Min. length for a digital level with which to determine ADA compliant slopes?


----------



## Inspector Gift (Jan 9, 2020)

We use the 2 ft SMART LEVEL.   They are very easy to use and re-calibrate when necessary.


----------



## ADAguy (Jan 9, 2020)

I concur, I have a case where an attorney used a 4" digital level to measure flatness of an access aisle at a single spot. 
Obviously not an acceptable verification. DOJ recommends 2' min. or a long straight edge.


----------



## Rick18071 (Jan 10, 2020)

I carry a 6" digital level and a regular 4' level in the car. I can put the 6" on top of the 4' if needed. The 6" was cheaper and already had the 4' .The 6" can fit in my pocket and only get the 4' out when I need to be more precise.


----------



## steveray (Jan 13, 2020)

I use a laser that is +/- 1/8" at 250'


----------



## ICE (Jan 13, 2020)

I start with an eyeball and work from there.  They can't see the eyeball....but they get plenty excited when I use it.

The eyeball doesn't have a +or- tolerance.  Straight is straight.




The eyeball comes preloaded with math equations for things like squaring form-work.


----------



## DMartin (Jan 13, 2020)

ahh just a little crook in the boards its the new artsy form work. And the drain pipe looks like it may be a little close to the edge of the slab?


----------



## DMartin (Jan 13, 2020)

they are going to have fun attaching to a few of those crooked drain pipes.


----------



## e hilton (Jan 13, 2020)

Forms bow in so the pressure of the wet concrete will straighten them out.  
Looks like that drain is coming up in the middle of an outside wall.  How else would you do it?


----------



## steveray (Jan 13, 2020)

I usually advise people to not make me pull out a tape or level.....


----------



## DMartin (Jan 13, 2020)

e hilton said:


> Forms bow in so the pressure of the wet concrete will straighten them out.
> Looks like that drain is coming up in the middle of an outside wall.  How else would you do it?
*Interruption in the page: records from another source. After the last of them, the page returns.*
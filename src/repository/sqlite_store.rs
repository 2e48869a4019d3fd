//! SQLite Row Store
//!
//! Embedded implementation of the row-store contract. Rows travel as JSON
//! objects and are converted per column using the schema in `db`.

use async_trait::async_trait;
use rusqlite::types::Value as SqlValue;
use rusqlite::{params_from_iter, Connection};
use serde_json::Value;
use std::path::Path;
use std::sync::Arc;
use tokio::sync::Mutex;

use super::db::{self, Column, ColumnKind};
use super::traits::{Filter, Query, RowStore};
use crate::domain::{DomainError, DomainResult, Row, Table};

/// SQLite implementation of the row store
pub struct SqliteRowStore {
    conn: Arc<Mutex<Connection>>,
}

impl SqliteRowStore {
    pub fn new(conn: Arc<Mutex<Connection>>) -> Self {
        Self { conn }
    }

    /// Open (or create) a database file
    pub fn open(path: &Path) -> DomainResult<Self> {
        let conn = db::init_db(path)?;
        Ok(Self::new(Arc::new(Mutex::new(conn))))
    }

    pub fn open_in_memory() -> DomainResult<Self> {
        let conn = db::init_memory_db()?;
        Ok(Self::new(Arc::new(Mutex::new(conn))))
    }
}

fn backend(e: rusqlite::Error) -> DomainError {
    DomainError::Backend(e.to_string())
}

fn type_mismatch(column: &Column, value: &Value) -> DomainError {
    DomainError::InvalidInput(format!("Column {} cannot hold {}", column.name, value))
}

/// JSON value to SQL value for the given column
fn to_sql(column: &Column, value: &Value) -> DomainResult<SqlValue> {
    if value.is_null() {
        return Ok(SqlValue::Null);
    }
    match column.kind {
        ColumnKind::Text => match value {
            Value::String(s) => Ok(SqlValue::Text(s.clone())),
            Value::Number(n) => Ok(SqlValue::Text(n.to_string())),
            _ => Err(type_mismatch(column, value)),
        },
        ColumnKind::Integer => value
            .as_i64()
            .map(SqlValue::Integer)
            .ok_or_else(|| type_mismatch(column, value)),
        ColumnKind::Bool => match value {
            Value::Bool(b) => Ok(SqlValue::Integer(i64::from(*b))),
            Value::Number(n) => n
                .as_i64()
                .map(|i| SqlValue::Integer(i64::from(i != 0)))
                .ok_or_else(|| type_mismatch(column, value)),
            _ => Err(type_mismatch(column, value)),
        },
        ColumnKind::Json => Ok(SqlValue::Text(serde_json::to_string(value)?)),
    }
}

/// SQL value back to JSON for the given column
fn from_sql(column: &Column, value: SqlValue) -> DomainResult<Value> {
    let json = match (column.kind, value) {
        (_, SqlValue::Null) => Value::Null,
        (ColumnKind::Text, SqlValue::Text(s)) => Value::String(s),
        (ColumnKind::Text, SqlValue::Integer(i)) => Value::String(i.to_string()),
        (ColumnKind::Integer, SqlValue::Integer(i)) => Value::from(i),
        (ColumnKind::Bool, SqlValue::Integer(i)) => Value::Bool(i != 0),
        (ColumnKind::Json, SqlValue::Text(s)) => serde_json::from_str(&s)?,
        (_, other) => {
            return Err(DomainError::Internal(format!(
                "Unexpected stored value for {}: {:?}",
                column.name, other
            )))
        }
    };
    Ok(json)
}

/// Build ` WHERE ...` (or an empty string) and push its parameters
fn where_clause(table: Table, filters: &[Filter], params: &mut Vec<SqlValue>) -> DomainResult<String> {
    if filters.is_empty() {
        return Ok(String::new());
    }
    let mut parts = Vec::with_capacity(filters.len());
    for filter in filters {
        let column = db::column(table, filter.column())?;
        match filter {
            Filter::Eq(_, value) => {
                if value.is_null() {
                    parts.push(format!("{} IS NULL", column.name));
                } else {
                    params.push(to_sql(&column, value)?);
                    parts.push(format!("{} = ?", column.name));
                }
            }
            Filter::In(_, values) => {
                if values.is_empty() {
                    parts.push("1 = 0".to_string());
                    continue;
                }
                for value in values {
                    params.push(to_sql(&column, value)?);
                }
                let marks = vec!["?"; values.len()].join(", ");
                parts.push(format!("{} IN ({})", column.name, marks));
            }
        }
    }
    Ok(format!(" WHERE {}", parts.join(" AND ")))
}

fn select_rows(conn: &Connection, table: Table, query: &Query) -> DomainResult<Vec<Row>> {
    let cols = db::columns(table);
    let mut params = Vec::new();
    let where_sql = where_clause(table, &query.filters, &mut params)?;
    // rowid keeps insertion order for ties and unordered selects
    let order_sql = match &query.order_by {
        Some(name) => format!(" ORDER BY {} ASC, rowid ASC", db::column(table, name)?.name),
        None => " ORDER BY rowid ASC".to_string(),
    };
    let names: Vec<&str> = cols.iter().map(|c| c.name).collect();
    let sql = format!("SELECT {} FROM {}{}{}", names.join(", "), table, where_sql, order_sql);

    let mut stmt = conn.prepare(&sql).map_err(backend)?;
    let mut rows = stmt.query(params_from_iter(params.iter())).map_err(backend)?;

    let mut out = Vec::new();
    while let Some(row) = rows.next().map_err(backend)? {
        let mut record = Row::new();
        for (i, c) in cols.iter().enumerate() {
            let raw: SqlValue = row.get(i).map_err(backend)?;
            record.insert(c.name.to_string(), from_sql(c, raw)?);
        }
        out.push(record);
    }
    Ok(out)
}

fn insert_row(conn: &Connection, table: Table, mut row: Row) -> DomainResult<Row> {
    let id = match row.get("id") {
        Some(Value::String(id)) if !id.is_empty() => id.clone(),
        _ => uuid::Uuid::new_v4().to_string(),
    };
    row.insert("id".to_string(), Value::String(id.clone()));

    if db::column(table, "created_at").is_ok() && !row.contains_key("created_at") {
        row.insert(
            "created_at".to_string(),
            Value::String(chrono::Utc::now().to_rfc3339()),
        );
    }

    let mut names = Vec::with_capacity(row.len());
    let mut params = Vec::with_capacity(row.len());
    for (name, value) in &row {
        let column = db::column(table, name)?;
        names.push(column.name);
        params.push(to_sql(&column, value)?);
    }
    let marks = vec!["?"; names.len()].join(", ");
    let sql = format!("INSERT INTO {} ({}) VALUES ({})", table, names.join(", "), marks);
    conn.execute(&sql, params_from_iter(params.iter()))
        .map_err(backend)?;

    select_rows(conn, table, &Query::new().eq("id", id.as_str()))?
        .into_iter()
        .next()
        .ok_or_else(|| DomainError::Internal(format!("Inserted {} row {} vanished", table, id)))
}

#[async_trait]
impl RowStore for SqliteRowStore {
    async fn insert(&self, table: Table, rows: Vec<Row>) -> DomainResult<Vec<Row>> {
        let conn = self.conn.lock().await;
        let mut inserted = Vec::with_capacity(rows.len());
        for row in rows {
            inserted.push(insert_row(&conn, table, row)?);
        }
        Ok(inserted)
    }

    async fn select(&self, table: Table, query: &Query) -> DomainResult<Vec<Row>> {
        let conn = self.conn.lock().await;
        select_rows(&conn, table, query)
    }

    async fn update(&self, table: Table, patch: Row, filters: &[Filter]) -> DomainResult<()> {
        if patch.is_empty() {
            return Err(DomainError::InvalidInput("Empty update".into()));
        }
        if filters.is_empty() {
            return Err(DomainError::InvalidInput(format!("Refusing unfiltered update of {}", table)));
        }
        if patch.contains_key("id") {
            return Err(DomainError::InvalidInput("Row ids are immutable".into()));
        }

        let mut sets = Vec::with_capacity(patch.len());
        let mut params = Vec::with_capacity(patch.len());
        for (name, value) in &patch {
            let column = db::column(table, name)?;
            sets.push(format!("{} = ?", column.name));
            params.push(to_sql(&column, value)?);
        }
        let where_sql = where_clause(table, filters, &mut params)?;
        let sql = format!("UPDATE {} SET {}{}", table, sets.join(", "), where_sql);

        let conn = self.conn.lock().await;
        conn.execute(&sql, params_from_iter(params.iter()))
            .map_err(backend)?;
        Ok(())
    }

    async fn delete(&self, table: Table, filters: &[Filter]) -> DomainResult<()> {
        if filters.is_empty() {
            return Err(DomainError::InvalidInput(format!("Refusing unfiltered delete of {}", table)));
        }
        let mut params = Vec::new();
        let where_sql = where_clause(table, filters, &mut params)?;
        let sql = format!("DELETE FROM {}{}", table, where_sql);

        let conn = self.conn.lock().await;
        conn.execute(&sql, params_from_iter(params.iter()))
            .map_err(backend)?;
        Ok(())
    }
}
That is a heck of a bow. think that small of a slab will press it back out? and the pipe is against the form. I understand putting it in a wall but it should be fully incased. the others at least have some air space for the concrete to encase them.


----------



## ADAguy (Jan 13, 2020)

Rick18071 said:


> I carry a 6" digital level and a regular 4' level in the car. I can put the 6" on top of the 4' if needed. The 6" was cheaper and already had the 4' .The 6" can fit in my pocket and only get the 4' out when I need to be more precise.



Yes, I do the same


----------



## e hilton (Jan 13, 2020)

DM ... i was being sarcastic about the form bow.  You know ... like ... of course we planned it that way ... that’s how we always do it.


----------